- **Required work**
Among the entries below, find the line with "Decode the payload", then quote it and each following line up to and including the line with "let bytes = match", and nothing else.

- **Data extract**
######

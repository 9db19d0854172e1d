//! Bearer token payload decoding
//!
//! The client never verifies token signatures; it only reads the payload
//! segment to recover the subject (user id) the backend issued the token for.

use base64::{
    alphabet,
    engine::{DecodePaddingMode, GeneralPurpose, GeneralPurposeConfig},
    Engine,
};
use serde::Deserialize;
use thiserror::Error;

use crate::models::EntityId;

const LENIENT: GeneralPurposeConfig =
    GeneralPurposeConfig::new().with_decode_padding_mode(DecodePaddingMode::Indifferent);

/// base64url, padding optional
const URL_SAFE: GeneralPurpose = GeneralPurpose::new(&alphabet::URL_SAFE, LENIENT);

/// Some issuers emit the standard alphabet in the payload
const STANDARD: GeneralPurpose = GeneralPurpose::new(&alphabet::STANDARD, LENIENT);

/// Token decoding errors
#[derive(Error, Debug)]
pub enum TokenError {
    #[error("expected 3 dot-separated segments, found {0}")]
    Segments(usize),

    #[error("payload is not valid base64: {0}")]
    Encoding(#[from] base64::DecodeError),

    #[error("payload is not valid JSON: {0}")]
    Payload(#[from] serde_json::Error),

    #[error("payload has no subject claim")]
    MissingSubject,
}

/// Claims the client reads from the token payload
#[derive(Debug, Clone, PartialEq, Deserialize)]
pub struct TokenClaims {
    pub sub: EntityId,
    #[serde(default)]
    pub email: Option<String>,
    #[serde(default)]
    pub is_admin: Option<bool>,
    #[serde(default)]
    pub exp: Option<i64>,
}

#[derive(Deserialize)]
struct RawClaims {
    sub: Option<EntityId>,
    #[serde(default)]
    email: Option<String>,
    #[serde(default)]
    is_admin: Option<bool>,
    #[serde(default)]
    exp: Option<i64>,
}

/// Decode the payload segment of a `header.payload.signature` token
pub fn decode_claims(token: &str) -> Result<TokenClaims, TokenError> {
    let segments: Vec<&str> = token.trim().split('.').collect();
    if segments.len() != 3 {
        return Err(TokenError::Segments(segments.len()));
    }

    let payload = segments[1];
    let bytes = match URL_SAFE.decode(payload) {
        Ok(bytes) => bytes,
        Err(err) => STANDARD.decode(payload).map_err(|_| err)?,
    };

    let raw: RawClaims = serde_json::from_slice(&bytes)?;
    let sub = raw.sub.ok_or(TokenError::MissingSubject)?;

    Ok(TokenClaims {
        sub,
        email: raw.email,
        is_admin: raw.is_admin,
        exp: raw.exp,
    })
}

/// User id the token was issued for
pub fn subject(token: &str) -> Result<EntityId, TokenError> {
    decode_claims(token).map(|claims| claims.sub)
}
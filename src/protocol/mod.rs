//! Session protocol types.
//!
//! This module defines what crosses the pump boundary: frames read from
//! the transport, items queued for writing, shutdown signals and the
//! query parameters of the upgrade request.
//!
//! # Frame Taxonomy
//!
//! | Frame | Direction | Handling |
//! |-------|-----------|----------|
//! | `Data` (text/binary) | Peer → Handler | Forwarded through the inbound channel |
//! | `Ping` | Peer → Pump | Answered with a pong by the outbound pump |
//! | `Pong` | Peer → Pump | Liveness confirmed, nothing sent |
//! | `Close` | Peer → Pump | Clean shutdown |
//!
//! # Modules
//!
//! | Module | Description |
//! |--------|-------------|
//! | `frame` | Frame classification and outbound items |
//! | `query` | Upgrade request query parameters |
//! | `signal` | Shutdown signals and handler-side channel ends |

// ============================================================================
// Submodules
// ============================================================================

/// Frame classification and outbound items.
pub mod frame;

/// Upgrade request query parameters.
pub mod query;

/// Shutdown signals.
pub mod signal;

// ============================================================================
// Re-exports
// ============================================================================

pub use frame::{CloseReason, DataKind, Frame, OutboundItem, Payload};
pub use query::QueryParams;
pub use signal::{ShutdownNotify, ShutdownOrigin, ShutdownRequester, ShutdownSignal};
//! In-process transports for tests.

use std::pin::Pin;
use std::sync::Arc;
use std::sync::atomic::{AtomicUsize, Ordering};
use std::task::{Context, Poll};

use futures_util::{Sink, Stream};
use tokio::io::DuplexStream;
use tokio_tungstenite::WebSocketStream;
use tokio_tungstenite::tungstenite::protocol::Role;
use tokio_tungstenite::tungstenite::{Error as WsError, Message};

/// WebSocket over an in-memory pipe.
pub(crate) type TestStream = WebSocketStream<DuplexStream>;

/// Server and client ends of an already-upgraded connection.
pub(crate) async fn duplex_pair() -> (TestStream, TestStream) {
    let (server, client) = tokio::io::duplex(64 << 10);
    let server = WebSocketStream::from_raw_socket(server, Role::Server, None).await;
    let client = WebSocketStream::from_raw_socket(client, Role::Client, None).await;
    (server, client)
}

pub(crate) fn init_tracing() {
    let _ = tracing_subscriber::fmt()
        .with_env_filter(tracing_subscriber::EnvFilter::from_default_env())
        .with_test_writer()
        .try_init();
}

/// Transport wrapper counting completed closes.
pub(crate) struct CountingTransport<S> {
    inner: S,
    closes: Arc<AtomicUsize>,
}

impl<S> CountingTransport<S> {
    pub(crate) fn new(inner: S) -> (Self, Arc<AtomicUsize>) {
        let closes = Arc::new(AtomicUsize::new(0));
        let transport = Self {
            inner,
            closes: Arc::clone(&closes),
        };
        (transport, closes)
    }
}

impl<S> Stream for CountingTransport<S>
where
    S: Stream<Item = Result<Message, WsError>> + Unpin,
{
    type Item = Result<Message, WsError>;

    fn poll_next(self: Pin<&mut Self>, cx: &mut Context<'_>) -> Poll<Option<Self::Item>> {
        Pin::new(&mut self.get_mut().inner).poll_next(cx)
    }
}

impl<S> Sink<Message> for CountingTransport<S>
where
    S: Sink<Message, Error = WsError> + Unpin,
{
    type Error = WsError;

    fn poll_ready(self: Pin<&mut Self>, cx: &mut Context<'_>) -> Poll<Result<(), Self::Error>> {
        Pin::new(&mut self.get_mut().inner).poll_ready(cx)
    }

    fn start_send(self: Pin<&mut Self>, item: Message) -> Result<(), Self::Error> {
        Pin::new(&mut self.get_mut().inner).start_send(item)
    }

    fn poll_flush(self: Pin<&mut Self>, cx: &mut Context<'_>) -> Poll<Result<(), Self::Error>> {
        Pin::new(&mut self.get_mut().inner).poll_flush(cx)
    }

    fn poll_close(self: Pin<&mut Self>, cx: &mut Context<'_>) -> Poll<Result<(), Self::Error>> {
        let this = self.get_mut();
        let polled = Pin::new(&mut this.inner).poll_close(cx);
        if polled.is_ready() {
            this.closes.fetch_add(1, Ordering::SeqCst);
        }
        polled
    }
}

/// How [`FaultyWrites`] misbehaves.
#[derive(Debug, Clone, Copy)]
pub(crate) enum WriteFault {
    /// Every write fails with a broken pipe.
    Fail,
    /// The sink never becomes ready.
    Stall,
}

/// Transport whose reads work but whose writes do not.
pub(crate) struct FaultyWrites<S> {
    inner: S,
    fault: WriteFault,
}

impl<S> FaultyWrites<S> {
    pub(crate) fn new(inner: S, fault: WriteFault) -> Self {
        Self { inner, fault }
    }
}

impl<S> Stream for FaultyWrites<S>
where
    S: Stream<Item = Result<Message, WsError>> + Unpin,
{
    type Item = Result<Message, WsError>;

    fn poll_next(self: Pin<&mut Self>, cx: &mut Context<'_>) -> Poll<Option<Self::Item>> {
        Pin::new(&mut self.get_mut().inner).poll_next(cx)
    }
}

impl<S: Unpin> Sink<Message> for FaultyWrites<S> {
    type Error = WsError;

    fn poll_ready(self: Pin<&mut Self>, _cx: &mut Context<'_>) -> Poll<Result<(), Self::Error>> {
        match self.fault {
            WriteFault::Fail => Poll::Ready(Ok(())),
            WriteFault::Stall => Poll::Pending,
        }
    }

    fn start_send(self: Pin<&mut Self>, _item: Message) -> Result<(), Self::Error> {
        Err(WsError::Io(std::io::Error::new(
            std::io::ErrorKind::BrokenPipe,
            "write half broken",
        )))
    }

    fn poll_flush(self: Pin<&mut Self>, _cx: &mut Context<'_>) -> Poll<Result<(), Self::Error>> {
        Poll::Ready(Ok(()))
    }

    fn poll_close(self: Pin<&mut Self>, _cx: &mut Context<'_>) -> Poll<Result<(), Self::Error>> {
        Poll::Ready(Ok(()))
    }
}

######

- **Exercise output**
/// Decode the payload segment of a `header.payload.signature` token
pub fn decode_claims(token: &str) -> Result<TokenClaims, TokenError> {
    let segments: Vec<&str> = token.trim().split('.').collect();
    if segments.len() != 3 {
        return Err(TokenError::Segments(segments.len()));
    }

    let payload = segments[1];
    let bytes = match URL_SAFE.decode(payload) {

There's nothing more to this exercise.